Number of signs have posted that we’re currently on an “orange alert.” I guess my main beef with the color-coded alert system — and, I suspect, the real source of much of the ridicule that’s been heaped upon it — is the fact that you can’t really *do* anything — you don’t go to shelter or cancel your flights or stay home from work. It ultimately ends up feeling like the government jumping out form behind the bushes and shouting “Someone’s trying to kill you! Booga booga booga!” then running away.
Y’know, as much as the romance of airplane travel has worn off for me over the years — am I crazy for actually liking airports? I never get lost, and I actually don’t mind getting stuck in them. They’re almost like self-sustaining mini-civilizations, and I find in them much of what I love about city life in microcosm: they’re crowded, expensive, everyone’s in a hurry to get somewhere, and you’re constantly weighting your likelihood of being shot.

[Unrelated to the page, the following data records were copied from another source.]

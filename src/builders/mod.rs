//! Type Builders
//!
//! One construction routine per capability category. Every builder settles
//! its generated name first, registers the placeholder, and only then
//! resolves referenced types, so any recursive lookup of the type under
//! construction receives the placeholder.

mod array;
mod enumeration;
mod object;
mod reference;
mod union;

use std::sync::Arc;

use crate::codegen::{naming, CreationResult, TypeName, TypeSpec};
use crate::context::GenerationContext;
use crate::error::ResolveError;
use crate::schema::{TypeCategory, TypeDeclaration, TypeExpr};

/// Construct the artifact for `decl`, registered under `name`
pub(crate) fn build(
    ctx: &GenerationContext,
    name: &str,
    decl: &TypeDeclaration,
) -> Result<Arc<CreationResult>, ResolveError> {
    match decl.category() {
        TypeCategory::Object => object::build(ctx, name, decl),
        TypeCategory::Array => array::build(ctx, name, decl),
        TypeCategory::Union => union::build(ctx, name, decl),
        TypeCategory::Enumeration => enumeration::build(ctx, name, decl),
        TypeCategory::Reference => reference::build(ctx, name, decl),
    }
}

/// Rust type for a type expression used by `dependent`, plus the generated
/// type it names.
///
/// A direct reference to a type still under construction is boxed.
pub(crate) fn resolve_expr(
    ctx: &GenerationContext,
    dependent: &str,
    expr: &TypeExpr,
) -> Result<(TypeName, Option<Arc<CreationResult>>), ResolveError> {
    resolve_in(ctx, dependent, expr, true)
}

fn resolve_in(
    ctx: &GenerationContext,
    dependent: &str,
    expr: &TypeExpr,
    direct: bool,
) -> Result<(TypeName, Option<Arc<CreationResult>>), ResolveError> {
    match expr {
        TypeExpr::Scalar { scalar, format } => {
            Ok((TypeName::scalar(scalar.rust_type(format.as_deref())), None))
        }
        TypeExpr::Named(name) => {
            let target = ctx.resolve_for(dependent, name)?;
            let mut ty = target.reference_type();
            if direct && !target.is_finished() {
                ty = ty.boxed();
            }
            Ok((ty, Some(target)))
        }
        TypeExpr::Array(inner) => {
            let (ty, target) = resolve_in(ctx, dependent, inner, false)?;
            Ok((TypeName::Vec(Box::new(ty)), target))
        }
    }
}

/// Reject generated names that are not Rust type identifiers
pub(crate) fn checked_name(schema_name: &str, name: String) -> Result<String, ResolveError> {
    if naming::is_type_ident(&name) {
        Ok(name)
    } else {
        Err(ResolveError::construction(
            schema_name,
            format!("{name:?} is not a valid type name"),
        ))
    }
}

fn finish(
    schema_name: &str,
    result: Arc<CreationResult>,
    spec: TypeSpec,
) -> Result<Arc<CreationResult>, ResolveError> {
    if result.finish(spec) {
        Ok(result)
    } else {
        Err(ResolveError::construction(schema_name, "artifact was already built"))
    }
}

fn shape_mismatch(schema_name: &str, expected: TypeCategory) -> ResolveError {
    ResolveError::construction(schema_name, format!("declaration shape is not {expected}"))
}
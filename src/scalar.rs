//! Scalar Type Table
//!
//! Fixed mapping between schema scalar names, the Rust types generated for
//! them, and the host types that map back onto them.

use serde::{Deserialize, Serialize};
use std::fmt;

/// A schema scalar type
#[derive(Debug, Clone, Copy, PartialEq, Eq, Hash, Serialize, Deserialize)]
#[serde(rename_all = "kebab-case")]
pub enum ScalarType {
    Number,
    Integer,
    String,
    Boolean,
    DateOnly,
    TimeOnly,
    DatetimeOnly,
    Datetime,
    File,
    Nil,
    Any,
}

/// A host type's position in the scalar table
#[derive(Debug, Clone, Copy, PartialEq, Eq)]
pub struct HostScalar {
    pub scalar: ScalarType,
    /// Width refinement, e.g. `int32` vs `int64`
    pub format: Option<&'static str>,
}

const SCHEMA_NAMES: &[(ScalarType, &str)] = &[
    (ScalarType::Number, "number"),
    (ScalarType::Integer, "integer"),
    (ScalarType::String, "string"),
    (ScalarType::Boolean, "boolean"),
    (ScalarType::DateOnly, "date-only"),
    (ScalarType::TimeOnly, "time-only"),
    (ScalarType::DatetimeOnly, "datetime-only"),
    (ScalarType::Datetime, "datetime"),
    (ScalarType::File, "file"),
    (ScalarType::Nil, "nil"),
    (ScalarType::Any, "any"),
];

const HOST_TYPES: &[(&str, ScalarType, Option<&str>)] = &[
    ("i8", ScalarType::Integer, Some("int8")),
    ("i16", ScalarType::Integer, Some("int16")),
    ("i32", ScalarType::Integer, Some("int32")),
    ("i64", ScalarType::Integer, Some("int64")),
    ("isize", ScalarType::Integer, Some("int64")),
    ("f32", ScalarType::Number, Some("float")),
    ("f64", ScalarType::Number, Some("double")),
    ("bool", ScalarType::Boolean, None),
    ("String", ScalarType::String, None),
    ("str", ScalarType::String, None),
    ("&str", ScalarType::String, None),
    ("char", ScalarType::String, None),
    ("NaiveDate", ScalarType::DateOnly, None),
    ("chrono::NaiveDate", ScalarType::DateOnly, None),
    ("NaiveTime", ScalarType::TimeOnly, None),
    ("chrono::NaiveTime", ScalarType::TimeOnly, None),
    ("NaiveDateTime", ScalarType::DatetimeOnly, None),
    ("chrono::NaiveDateTime", ScalarType::DatetimeOnly, None),
    ("DateTime<Utc>", ScalarType::Datetime, None),
    ("chrono::DateTime<chrono::Utc>", ScalarType::Datetime, None),
    ("Vec<u8>", ScalarType::File, None),
    ("bytes::Bytes", ScalarType::File, None),
    ("()", ScalarType::Nil, None),
    ("serde_json::Value", ScalarType::Any, None),
];

impl ScalarType {
    /// Name of this scalar in the schema language
    pub fn schema_name(self) -> &'static str {
        SCHEMA_NAMES
            .iter()
            .find(|(scalar, _)| *scalar == self)
            .map(|(_, name)| *name)
            .unwrap_or("any")
    }

    /// Look up a scalar by its schema name
    pub fn from_schema_name(name: &str) -> Option<Self> {
        SCHEMA_NAMES
            .iter()
            .find(|(_, n)| *n == name)
            .map(|(scalar, _)| *scalar)
    }

    /// Is `name` one of the built-in scalar names?
    pub fn is_scalar_name(name: &str) -> bool {
        Self::from_schema_name(name).is_some()
    }

    /// Rust type generated for this scalar, refined by `format`
    pub fn rust_type(self, format: Option<&str>) -> &'static str {
        match (self, format) {
            (ScalarType::Integer, Some("int8")) => "i8",
            (ScalarType::Integer, Some("int16")) => "i16",
            (ScalarType::Integer, Some("int32" | "int")) => "i32",
            (ScalarType::Integer, _) => "i64",
            (ScalarType::Number, Some("float")) => "f32",
            (ScalarType::Number, Some("int8")) => "i8",
            (ScalarType::Number, Some("int16")) => "i16",
            (ScalarType::Number, Some("int32" | "int")) => "i32",
            (ScalarType::Number, Some("int64" | "long")) => "i64",
            (ScalarType::Number, _) => "f64",
            (ScalarType::String, _) => "String",
            (ScalarType::Boolean, _) => "bool",
            (ScalarType::DateOnly, _) => "chrono::NaiveDate",
            (ScalarType::TimeOnly, _) => "chrono::NaiveTime",
            (ScalarType::DatetimeOnly, _) => "chrono::NaiveDateTime",
            (ScalarType::Datetime, _) => "chrono::DateTime<chrono::Utc>",
            (ScalarType::File, _) => "Vec<u8>",
            (ScalarType::Nil, _) => "()",
            (ScalarType::Any, _) => "serde_json::Value",
        }
    }

    /// Map a host (Rust) type name onto the scalar table
    pub fn from_host_type(host: &str) -> Option<HostScalar> {
        let host = host.trim();
        HOST_TYPES
            .iter()
            .find(|(name, _, _)| *name == host)
            .map(|(_, scalar, format)| HostScalar {
                scalar: *scalar,
                format: *format,
            })
    }
}

impl fmt::Display for ScalarType {
    fn fmt(&self, f: &mut fmt::Formatter<'_>) -> fmt::Result {
        f.write_str(self.schema_name())
    }
}

#[cfg(test)]
mod tests {
    use super::*;

    #[test]
    fn test_schema_names() {
        assert_eq!(ScalarType::from_schema_name("date-only"), Some(ScalarType::DateOnly));
        assert_eq!(ScalarType::Datetime.schema_name(), "datetime");
        assert!(ScalarType::is_scalar_name("nil"));
        assert!(!ScalarType::is_scalar_name("Person"));
    }

    #[test]
    fn test_rust_type_formats() {
        assert_eq!(ScalarType::Integer.rust_type(None), "i64");
        assert_eq!(ScalarType::Integer.rust_type(Some("int32")), "i32");
        assert_eq!(ScalarType::Integer.rust_type(Some("int8")), "i8");
        assert_eq!(ScalarType::Number.rust_type(Some("float")), "f32");
        assert_eq!(ScalarType::Number.rust_type(None), "f64");
        assert_eq!(ScalarType::File.rust_type(None), "Vec<u8>");
    }

    #[test]
    fn test_host_types() {
        let int = ScalarType::from_host_type("i32").unwrap();
        assert_eq!(int.scalar, ScalarType::Integer);
        assert_eq!(int.format, Some("int32"));

        let long = ScalarType::from_host_type("i64").unwrap();
        assert_eq!(long.format, Some("int64"));

        let text = ScalarType::from_host_type(" String ").unwrap();
        assert_eq!(text.scalar, ScalarType::String);
        assert_eq!(text.format, None);

        assert_eq!(
            ScalarType::from_host_type("chrono::NaiveDate").map(|h| h.scalar),
            Some(ScalarType::DateOnly)
        );
        assert!(ScalarType::from_host_type("HashMap<String, i32>").is_none());
    }
}
//! Generation Context
//!
//! Run-scoped orchestrator: resolves schema type names to [`CreationResult`]s
//! at most once each, owns the hierarchy index and the support-artifact
//! registry, and composes plugins for the builders.
//!
//! Per-name states:
//!
//! ```text
//! UNSEEN ──resolve──▶ PENDING ──built──▶ RESOLVED
//!                        │
//!                        └──error──▶ FAILED ──retry──▶ PENDING
//! ```
//!
//! A PENDING entry first announces that construction has started, then
//! carries the placeholder registered by the builder. Callers observing a
//! placeholder receive it; callers on other threads arriving before it
//! wait for it.
//!
//! Every reference one result makes to another is recorded. When a type
//! fails, the results referring to it fail as well, so no written artifact
//! names a type that is never written.

pub mod composer;
pub mod hierarchy;
pub mod support;

pub use composer::system_plugins;
pub use hierarchy::ChildTypeIndex;
pub use support::{SupportArtifact, SupportRegistry};

use std::collections::{BTreeMap, BTreeSet, HashMap};
use std::fmt;
use std::sync::Arc;
use std::thread::{self, ThreadId};

use dashmap::mapref::entry::Entry;
use dashmap::DashMap;
use parking_lot::{Condvar, Mutex};

use crate::builders;
use crate::codegen::{CreationResult, TypeSpec};
use crate::document::{DocumentFetcher, SchemaDocument, TypeFetcher};
use crate::error::{GenerationError, ResolveError, Result};
use crate::output::ArtifactSink;
use crate::plugin::PluginRegistry;
use crate::schema::TypeDeclaration;
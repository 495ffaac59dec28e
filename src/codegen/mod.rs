//! Code Generation
//!
//! The generated artifact model and the results cached by the generation
//! context.
//!
//! Architecture:
//! - TypeSpec: language-level description of one generated type
//! - CreationResult: the cached outcome of generating one schema type name
//! - Renderer (`rust`): turns a TypeSpec into Rust source
//!
//! Builders decide *what* to generate; the renderer decides *how* it reads.

pub mod naming;
pub mod rust;

use std::fmt;
use std::collections::BTreeSet;
use std::sync::{Arc, OnceLock, Weak};

use crate::schema::TypeCategory;

// =============================================================================
// Type References
// =============================================================================

/// A Rust type expression as it appears in generated code
#[derive(Debug, Clone, PartialEq, Eq)]
pub enum TypeName {
    /// Built-in or library type from the scalar table (`String`, `i32`, ...)
    Scalar(String),
    /// A generated type
    Named(String),
    /// Trait object for an abstract object type
    Dyn(String),
    Vec(Box<TypeName>),
    Option(Box<TypeName>),
    Boxed(Box<TypeName>),
}

impl TypeName {
    pub fn scalar(name: impl Into<String>) -> Self {
        TypeName::Scalar(name.into())
    }

    pub fn named(name: impl Into<String>) -> Self {
        TypeName::Named(name.into())
    }

    /// Is the innermost type a scalar (looking through `Option`/`Box`)?
    pub fn is_scalar(&self) -> bool {
        match self {
            TypeName::Scalar(_) => true,
            TypeName::Option(inner) | TypeName::Boxed(inner) => inner.is_scalar(),
            _ => false,
        }
    }

    pub fn is_nullable(&self) -> bool {
        matches!(self, TypeName::Option(_))
    }

    /// Wrap in `Option`, unless already nullable
    pub fn nullable(self) -> Self {
        if self.is_nullable() {
            self
        } else {
            TypeName::Option(Box::new(self))
        }
    }

    /// Wrap in `Box`, unless already boxed or a trait object
    pub fn boxed(self) -> Self {
        match self {
            TypeName::Boxed(_) | TypeName::Dyn(_) => self,
            other => TypeName::Boxed(Box::new(other)),
        }
    }
}

impl fmt::Display for TypeName {
    fn fmt(&self, f: &mut fmt::Formatter<'_>) -> fmt::Result {
        match self {
            TypeName::Scalar(name) | TypeName::Named(name) => f.write_str(name),
            TypeName::Dyn(name) => write!(f, "Box<dyn {}>", name),
            TypeName::Vec(inner) => write!(f, "Vec<{}>", inner),
            TypeName::Option(inner) => write!(f, "Option<{}>", inner),
            TypeName::Boxed(inner) => write!(f, "Box<{}>", inner),
        }
    }
}

// =============================================================================
// Type Specs
// =============================================================================

/// A generated struct field
#[derive(Debug, Clone)]
pub struct FieldSpec {
    /// Rust identifier (already escaped)
    pub name: String,
    /// Name on the wire
    pub wire_name: String,
    pub ty: TypeName,
    /// The generated type this field refers to, if any
    pub target: Option<Weak<CreationResult>>,
    pub flatten: bool,
    pub doc: Option<String>,
}

impl FieldSpec {
    /// The referenced result, while its context is alive
    pub fn referenced(&self) -> Option<Arc<CreationResult>> {
        self.target.as_ref().and_then(Weak::upgrade)
    }
}

/// Accessors an implementation struct provides for one ancestor trait
#[derive(Debug, Clone)]
pub struct InheritedFields {
    pub trait_name: String,
    pub fields: Vec<FieldSpec>,
}

/// Tagged enum over the implementation structs of a type and its subtypes
#[derive(Debug, Clone)]
pub struct VariantsSpec {
    pub name: String,
    pub tag: String,
    pub members: Vec<VariantMember>,
}

#[derive(Debug, Clone)]
pub struct VariantMember {
    pub variant: String,
    /// Discriminator value selecting this variant
    pub value: String,
    pub implementation: String,
}

/// Object type: a trait plus, unless abstract, an implementation struct
#[derive(Debug, Clone)]
pub struct ObjectSpec {
    pub name: String,
    pub implementation: Option<String>,
    pub supertraits: Vec<String>,
    pub fields: Vec<FieldSpec>,
    pub inherited: Vec<InheritedFields>,
    pub variants: Option<VariantsSpec>,
    pub derives: Vec<String>,
    pub attributes: Vec<String>,
    pub doc: Option<String>,
}

impl ObjectSpec {
    pub fn field(&self, name: &str) -> Option<&FieldSpec> {
        self.fields.iter().find(|f| f.wire_name == name)
    }

    /// Fields stored in the implementation struct: ancestors first, a field
    /// redeclared further down keeping its position but taking the newer
    /// definition
    pub fn storage_fields(&self) -> Vec<&FieldSpec> {
        let mut storage: Vec<&FieldSpec> = Vec::new();
        let all = self
            .inherited
            .iter()
            .flat_map(|group| group.fields.iter())
            .chain(self.fields.iter());
        for field in all {
            match storage.iter().position(|f| f.name == field.name) {
                Some(i) => storage[i] = field,
                None => storage.push(field),
            }
        }
        storage
    }
}

#[derive(Debug, Clone, PartialEq, Eq)]
pub struct EnumConstant {
    pub name: String,
    pub value: String,
}

#[derive(Debug, Clone)]
pub struct EnumSpec {
    pub name: String,
    pub constants: Vec<EnumConstant>,
    pub derives: Vec<String>,
    pub doc: Option<String>,
}

#[derive(Debug, Clone)]
pub struct UnionMember {
    pub variant: String,
    pub ty: TypeName,
    pub target: Option<Weak<CreationResult>>,
}

impl UnionMember {
    pub fn referenced(&self) -> Option<Arc<CreationResult>> {
        self.target.as_ref().and_then(Weak::upgrade)
    }
}

#[derive(Debug, Clone)]
pub struct UnionSpec {
    pub name: String,
    pub members: Vec<UnionMember>,
    pub derives: Vec<String>,
    pub doc: Option<String>,
}

/// `pub type Name = Target;`
#[derive(Debug, Clone)]
pub struct AliasSpec {
    pub name: String,
    pub target: TypeName,
    pub doc: Option<String>,
}

#[derive(Debug, Clone)]
pub enum TypeSpec {
    Object(ObjectSpec),
    Enumeration(EnumSpec),
    Union(UnionSpec),
    Alias(AliasSpec),
}

impl TypeSpec {
    pub fn name(&self) -> &str {
        match self {
            TypeSpec::Object(spec) => &spec.name,
            TypeSpec::Enumeration(spec) => &spec.name,
            TypeSpec::Union(spec) => &spec.name,
            TypeSpec::Alias(spec) => &spec.name,
        }
    }

    pub fn as_object(&self) -> Option<&ObjectSpec> {
        match self {
            TypeSpec::Object(spec) => Some(spec),
            _ => None,
        }
    }
}

// =============================================================================
// Creation Result
// =============================================================================

/// Outcome of generating one schema type name.
///
/// Created as a placeholder carrying only its names, then finished exactly
/// once with its [`TypeSpec`]. Other artifacts may hold it (through `Arc`)
/// before it is finished; identity never changes.
pub struct CreationResult {
    schema_name: String,
    category: TypeCategory,
    type_name: String,
    implementation_name: Option<String>,
    spec: OnceLock<TypeSpec>,
}

impl CreationResult {
    pub fn new(
        schema_name: impl Into<String>,
        category: TypeCategory,
        type_name: impl Into<String>,
        implementation_name: Option<String>,
    ) -> Arc<Self> {
        Arc::new(Self {
            schema_name: schema_name.into(),
            category,
            type_name: type_name.into(),
            implementation_name,
            spec: OnceLock::new(),
        })
    }

    /// Set the finished spec. Returns false if it was already set.
    pub fn finish(&self, spec: TypeSpec) -> bool {
        self.spec.set(spec).is_ok()
    }

    pub fn is_finished(&self) -> bool {
        self.spec.get().is_some()
    }

    pub fn spec(&self) -> Option<&TypeSpec> {
        self.spec.get()
    }

    pub fn schema_name(&self) -> &str {
        &self.schema_name
    }

    pub fn category(&self) -> TypeCategory {
        self.category
    }

    /// Primary generated name (trait, enum or alias)
    pub fn type_name(&self) -> &str {
        &self.type_name
    }

    /// Concrete struct of an object type; `None` for abstract objects and
    /// other categories
    pub fn implementation_name(&self) -> Option<&str> {
        self.implementation_name.as_deref()
    }

    /// How other generated code refers to this type
    pub fn reference_type(&self) -> TypeName {
        match (self.category, &self.implementation_name) {
            (TypeCategory::Object, Some(implementation)) => TypeName::named(implementation.clone()),
            (TypeCategory::Object, None) => TypeName::Dyn(self.type_name.clone()),
            _ => TypeName::named(self.type_name.clone()),
        }
    }

    /// Module (file stem) this artifact is written to
    pub fn module_name(&self) -> String {
        naming::to_snake_case(&self.type_name)
    }

    /// Item names and the module this artifact occupies, e.g.
    /// `type Pet` or `module pet`
    pub fn claims(&self) -> BTreeSet<String> {
        let mut claims = BTreeSet::from([
            format!("module {}", self.module_name()),
            format!("type {}", self.type_name),
        ]);
        if let Some(implementation) = &self.implementation_name {
            claims.insert(format!("type {implementation}"));
        }
        if let Some(variants) = self.spec().and_then(TypeSpec::as_object).and_then(|o| o.variants.as_ref()) {
            claims.insert(format!("type {}", variants.name));
        }
        claims
    }

    /// Rust source, or `None` while unfinished
    pub fn render(&self) -> Option<String> {
        self.spec.get().map(rust::render)
    }
}

impl fmt::Debug for CreationResult {
    // Specs may point back at this result; print names only.
    fn fmt(&self, f: &mut fmt::Formatter<'_>) -> fmt::Result {
        f.debug_struct("CreationResult")
            .field("schema_name", &self.schema_name)
            .field("category", &self.category)
            .field("type_name", &self.type_name)
            .field("implementation_name", &self.implementation_name)
            .field("finished", &self.is_finished())
            .finish()
    }
}
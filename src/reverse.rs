//! Host → schema direction
//!
//! Maps a Rust struct description onto a schema object declaration using
//! the scalar table. Names and properties pass through an [`Adjuster`].

use crate::codegen::naming;
use crate::scalar::ScalarType;
use crate::schema::{Property, TypeDeclaration};

/// A host struct field: name plus its Rust type as written
#[derive(Debug, Clone, PartialEq, Eq)]
pub struct HostField {
    pub name: String,
    pub host_type: String,
}

/// A host struct to describe as a schema type
#[derive(Debug, Clone, PartialEq, Eq)]
pub struct HostStruct {
    pub name: String,
    pub fields: Vec<HostField>,
}

impl HostStruct {
    pub fn new(name: impl Into<String>) -> Self {
        Self {
            name: name.into(),
            fields: Vec::new(),
        }
    }

    pub fn field(mut self, name: impl Into<String>, host_type: impl Into<String>) -> Self {
        self.fields.push(HostField {
            name: name.into(),
            host_type: host_type.into(),
        });
        self
    }
}

/// Customizes the schema produced for a host struct
pub trait Adjuster {
    fn adjust_type_name(&self, _host: &HostStruct, name: String) -> String {
        name
    }

    /// A property whose type is a scalar
    fn adjust_scalar_property(&self, _host: &HostStruct, property: Property) -> Property {
        property
    }

    /// A property referencing another named type
    fn adjust_composed_property(&self, _host: &HostStruct, property: Property) -> Property {
        property
    }
}

/// Leaves everything as is
#[derive(Debug, Clone, Copy, Default)]
pub struct NoAdjustment;

impl Adjuster for NoAdjustment {}

/// Renames the type to its first argument
#[derive(Debug, Clone, Default)]
pub struct ChangeTypeName {
    arguments: Vec<String>,
}

impl ChangeTypeName {
    pub fn new(arguments: Vec<String>) -> Self {
        Self { arguments }
    }
}

impl Adjuster for ChangeTypeName {
    fn adjust_type_name(&self, _host: &HostStruct, name: String) -> String {
        self.arguments.first().cloned().unwrap_or(name)
    }
}

enum FieldType {
    Scalar { expr: String, format: Option<&'static str> },
    Composed(String),
}

/// Describe `host` as a schema object type.
///
/// `Option<T>` fields become non-required; `Vec<T>` fields become arrays.
/// Fields of any other generic type are skipped.
pub fn host_to_schema(host: &HostStruct, adjuster: &dyn Adjuster) -> TypeDeclaration {
    let name = adjuster.adjust_type_name(host, host.name.clone());

    let mut properties = Vec::new();
    for field in &host.fields {
        let (host_type, required) = match unwrap_generic(&field.host_type, "Option") {
            Some(inner) => (inner, false),
            None => (field.host_type.trim(), true),
        };
        let Some(field_type) = classify(host_type) else {
            tracing::debug!(field = %field.name, host_type = %field.host_type, "Skipping unmapped field");
            continue;
        };

        let mut property = match &field_type {
            FieldType::Scalar { expr, .. } | FieldType::Composed(expr) => Property::new(&field.name, expr),
        };
        property.required = required;

        let property = match field_type {
            FieldType::Scalar { format, .. } => {
                property.format = format.map(String::from);
                adjuster.adjust_scalar_property(host, property)
            }
            FieldType::Composed(_) => adjuster.adjust_composed_property(host, property),
        };
        properties.push(property);
    }

    TypeDeclaration::object(name, properties)
}

fn classify(host_type: &str) -> Option<FieldType> {
    // Vec<u8> is a file, not an array
    if let Some(host) = ScalarType::from_host_type(host_type) {
        return Some(FieldType::Scalar {
            expr: host.scalar.schema_name().to_string(),
            format: host.format,
        });
    }
    if let Some(inner) = unwrap_generic(host_type, "Vec") {
        return Some(match classify(inner)? {
            FieldType::Scalar { expr, format } => FieldType::Scalar {
                expr: format!("{expr}[]"),
                format,
            },
            FieldType::Composed(expr) => FieldType::Composed(format!("{expr}[]")),
        });
    }
    if naming::is_type_ident(host_type) {
        return Some(FieldType::Composed(host_type.to_string()));
    }
    None
}

/// `Wrapper<Inner>` → `Inner`
fn unwrap_generic<'a>(host_type: &'a str, wrapper: &str) -> Option<&'a str> {
    host_type
        .trim()
        .strip_prefix(wrapper)?
        .trim_start()
        .strip_prefix('<')?
        .strip_suffix('>')
        .map(str::trim)
}
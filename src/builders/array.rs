use std::sync::Arc;

use super::{checked_name, finish, resolve_expr, shape_mismatch};
use crate::codegen::{naming, AliasSpec, CreationResult, TypeSpec};
use crate::context::GenerationContext;
use crate::error::ResolveError;
use crate::plugin::{ArrayTypeHandlerPlugin, NameKind};
use crate::schema::{TypeCategory, TypeDeclaration, TypeExpr, TypeShape};

pub(super) fn build(
    ctx: &GenerationContext,
    name: &str,
    decl: &TypeDeclaration,
) -> Result<Arc<CreationResult>, ResolveError> {
    let TypeShape::Array { items } = &decl.shape else {
        return Err(shape_mismatch(name, TypeCategory::Array));
    };

    let plugins = ctx.plugins_for::<dyn ArrayTypeHandlerPlugin>(&[decl]);
    let type_name = plugins.class_name(ctx, decl, naming::to_pascal_case(&decl.name), NameKind::Declaration);
    let type_name = checked_name(name, type_name)?;

    let result = CreationResult::new(name, TypeCategory::Array, type_name.clone(), None);
    ctx.register_expected(name, Arc::clone(&result));

    let expr = TypeExpr::Array(Box::new(TypeExpr::parse(items, None)));
    let (target, _) = resolve_expr(ctx, name, &expr)
        .map_err(|err| ResolveError::construction(name, format!("items {items}: {err}")))?;

    let spec = AliasSpec {
        name: type_name,
        target,
        doc: decl.description.clone(),
    };
    let spec = plugins.type_built(ctx, decl, spec);
    finish(name, result, TypeSpec::Alias(spec))
}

I have a habit of running my hand along the rails of the moving walkways, and it always comes up coated in filth, the source of which is not to be contemplated. The one exception to this rule? Japan, where they apparently hire someone to wipe them down multiple times a day. I am adding this to my long list of Reasons Japan is Fucked the Hell Up.
It seems to me that among the greatest casualties of tightened airport security must be chick flicks. How are romantic comedies to end now, when the jilted lover, running to prevent the object of his desire from flying out of his life forever, is gunned down by a bevy of trigger-happy air marshalls?
Come to think of it, I’m hard-pressed to think of many such movies that wouldn’t be dramatically improved by this treatment, so perhaps it’s all to the good.